▶ _TASK INPUT_
============================================================
//! # Core Types Module
//!
//! Data structures shared by the registry, the capacity tracker, the balancer
//! and the substation nodes. Everything here is plain owned data with serde
//! derives so it can be returned from the API surface unchanged.

use chrono::{DateTime, Duration as ChronoDuration, Utc};
use serde::{Deserialize, Serialize};
use std::fmt;
use std::time::Duration;
use uuid::Uuid;

use crate::core::error::{BalancerError, BalancerResult};

/// Stable, unique substation identifier
pub type SubstationId = String;

/// Probe-driven health of a substation.
///
/// Only `Healthy` substations are offered to the selection policy.
#[derive(Debug, Clone, Copy, PartialEq, Eq, Hash, Serialize, Deserialize)]
#[serde(rename_all = "snake_case")]
pub enum HealthState {
    /// Probes succeed; eligible for new reservations
    Healthy,
    /// At least one recent probe failed; not offered for selection
    Degraded,
    /// Failure threshold reached; excluded until a probe succeeds
    Unreachable,
}

impl HealthState {
    /// Whether new charge requests may be routed here
    pub fn is_routable(&self) -> bool {
        matches!(self, HealthState::Healthy)
    }

    /// Numeric encoding used by the `substation_health` gauge
    pub fn as_gauge(&self) -> f64 {
        match self {
            HealthState::Healthy => 2.0,
            HealthState::Degraded => 1.0,
            HealthState::Unreachable => 0.0,
        }
    }
}

impl fmt::Display for HealthState {
    fn fmt(&self, f: &mut fmt::Formatter<'_>) -> fmt::Result {
        match self {
            HealthState::Healthy => write!(f, "healthy"),
            HealthState::Degraded => write!(f, "degraded"),
            HealthState::Unreachable => write!(f, "unreachable"),
        }
    }
}

/// Substation declaration handed to the registry at startup
#[derive(Debug, Clone, PartialEq, Eq, Serialize, Deserialize)]
pub struct Substation {
    pub id: SubstationId,
    /// Declared max capacity (power units or concurrent slots)
    pub max_capacity: u64,
    /// Base URL of a remote substation service, if any
    pub url: Option<String>,
}

impl Substation {
    pub fn new(id: impl Into<SubstationId>, max_capacity: u64) -> Self {
        Self {
            id: id.into(),
            max_capacity,
            url: None,
        }
    }

    pub fn with_url(mut self, url: impl Into<String>) -> Self {
        self.url = Some(url.into());
        self
    }
}

/// Point-in-time view of one substation, combining registry and tracker state
#[derive(Debug, Clone, PartialEq, Serialize, Deserialize)]
pub struct SubstationSnapshot {
    pub id: SubstationId,
    pub max_capacity: u64,
    pub reserved: u64,
    pub health: HealthState,
    pub last_probe: Option<DateTime<Utc>>,
    pub url: Option<String>,
    pub consecutive_failures: u32,
}

impl SubstationSnapshot {
    /// Remaining capacity at snapshot time
    pub fn available(&self) -> u64 {
        self.max_capacity.saturating_sub(self.reserved)
    }

    /// `reserved / max`, for display; ranking compares exact fractions instead
    pub fn load_ratio(&self) -> f64 {
        if self.max_capacity == 0 {
            return 1.0;
        }
        self.reserved as f64 / self.max_capacity as f64
    }

    pub fn utilization_percent(&self) -> f64 {
        self.load_ratio() * 100.0
    }
}

/// Lifecycle outcome of a charge request
#[derive(Debug, Clone, Copy, PartialEq, Eq, Hash, Serialize, Deserialize)]
#[serde(rename_all = "snake_case")]
pub enum RequestOutcome {
    Pending,
    Admitted,
    Rejected,
    Failed,
}

impl fmt::Display for RequestOutcome {
    fn fmt(&self, f: &mut fmt::Formatter<'_>) -> fmt::Result {
        match self {
            RequestOutcome::Pending => write!(f, "pending"),
            RequestOutcome::Admitted => write!(f, "admitted"),
            RequestOutcome::Rejected => write!(f, "rejected"),
            RequestOutcome::Failed => write!(f, "failed"),
        }
    }
}

/// A charge request as handed over by the gateway
#[derive(Debug, Clone, PartialEq, Serialize, Deserialize)]
pub struct ChargeRequest {
    pub id: String,
    pub vehicle_id: String,
    /// Requested power, in the same unit as substation capacity
    pub amount: u64,
    /// Requested session length in seconds; `0` keeps the session open until ended
    pub duration_secs: u64,
    pub arrived_at: DateTime<Utc>,
    pub assigned_substation: Option<SubstationId>,
    pub outcome: RequestOutcome,
}

impl ChargeRequest {
    pub fn new(
        id: impl Into<String>,
        vehicle_id: impl Into<String>,
        amount: u64,
        duration_secs: u64,
    ) -> Self {
        Self {
            id: id.into(),
            vehicle_id: vehicle_id.into(),
            amount,
            duration_secs,
            arrived_at: Utc::now(),
            assigned_substation: None,
            outcome: RequestOutcome::Pending,
        }
    }

    /// Build a request with a freshly generated identifier
    pub fn generate(vehicle_id: impl Into<String>, amount: u64, duration_secs: u64) -> Self {
        Self::new(Uuid::new_v4().to_string(), vehicle_id, amount, duration_secs)
    }

    pub fn duration(&self) -> Duration {
        Duration::from_secs(self.duration_secs)
    }

    /// Reject inputs the core cannot route
    pub fn validate(&self) -> BalancerResult<()> {
        if self.id.trim().is_empty() {
            return Err(BalancerError::invalid_request("request_id", "must not be empty"));
        }
        if self.amount == 0 {
            return Err(BalancerError::InvalidAmount { amount: self.amount });
        }
        Ok(())
    }

    /// Estimated completion time, when the session has a fixed length
    pub fn estimated_completion(&self, started_at: DateTime<Utc>) -> Option<DateTime<Utc>> {
        if self.duration_secs == 0 {
            return None;
        }
        let secs = i64::try_from(self.duration_secs).ok()?;
        started_at.checked_add_signed(ChronoDuration::seconds(secs))
    }
}

/// Successful routing result for one request
#[derive(Debug, Clone, PartialEq, Serialize, Deserialize)]
pub struct Admission {
    pub request_id: String,
    pub substation_id: SubstationId,
    pub session_id: String,
    pub reservation_id: String,
    pub amount: u64,
    /// Hand-off attempts used, starting at 1
    pub attempts: u32,
    /// Reserved amount on the chosen substation before this admission
    pub load_before: u64,
    pub max_capacity: u64,
    pub estimated_completion: Option<DateTime<Utc>>,
}

/// The gateway-facing answer: admitted somewhere, or rejected with a reason
#[derive(Debug, Clone, PartialEq, Serialize, Deserialize)]
#[serde(tag = "decision", rename_all = "snake_case")]
pub enum GatewayDecision {
    Admitted { substation_id: SubstationId },
    Rejected { reason: String, retryable: bool },
}

impl From<&BalancerResult<Admission>> for GatewayDecision {
    fn from(result: &BalancerResult<Admission>) -> Self {
        match result {
            Ok(admission) => GatewayDecision::Admitted {
                substation_id: admission.substation_id.clone(),
            },
            Err(err) => GatewayDecision::Rejected {
                reason: err.error_type().to_string(),
                retryable: err.is_retryable(),
            },
        }
    }
}

#[cfg(test)]
mod tests {
    use super::*;

    #[test]
    fn test_only_healthy_is_routable() {
        assert!(HealthState::Healthy.is_routable());
        assert!(!HealthState::Degraded.is_routable());
        assert!(!HealthState::Unreachable.is_routable());
    }

    #[test]
    fn test_snapshot_ratio_and_available() {
        let snapshot = SubstationSnapshot {
            id: "substation1".to_string(),
            max_capacity: 150,
            reserved: 30,
            health: HealthState::Healthy,
            last_probe: None,
            url: None,
            consecutive_failures: 0,
        };
        assert_eq!(snapshot.available(), 120);
        assert!((snapshot.load_ratio() - 0.2).abs() < f64::EPSILON);
    }

    #[test]
    fn test_request_validation() {
        assert!(ChargeRequest::new("r1", "ev-1", 10, 60).validate().is_ok());
        assert_eq!(
            ChargeRequest::new("r1", "ev-1", 0, 60).validate(),
            Err(BalancerError::InvalidAmount { amount: 0 })
        );
        assert!(ChargeRequest::new(" ", "ev-1", 5, 60).validate().is_err());
    }

    #[test]
    fn test_estimated_completion() {
        let request = ChargeRequest::new("r1", "ev-1", 10, 90);
        let start = Utc::now();
        assert_eq!(request.estimated_completion(start), Some(start + ChronoDuration::seconds(90)));
        assert_eq!(ChargeRequest::new("r2", "ev-1", 10, 0).estimated_completion(start), None);
    }

    #[test]
    fn test_gateway_decision_from_result() {
        let rejected: BalancerResult<Admission> = Err(BalancerError::NoBackendAvailable);
        assert_eq!(
            GatewayDecision::from(&rejected),
            GatewayDecision::Rejected { reason: "no_backend_available".to_string(), retryable: true }
        );
    }
}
============================================================
▶ _ACTIVITY_
When a line of the data holds the string "until", pick it out and copy it.

▶ _ANSWER SECTION_
    /// Failure threshold reached; excluded until a probe succeeds
    /// Requested session length in seconds; `0` keeps the session open until ended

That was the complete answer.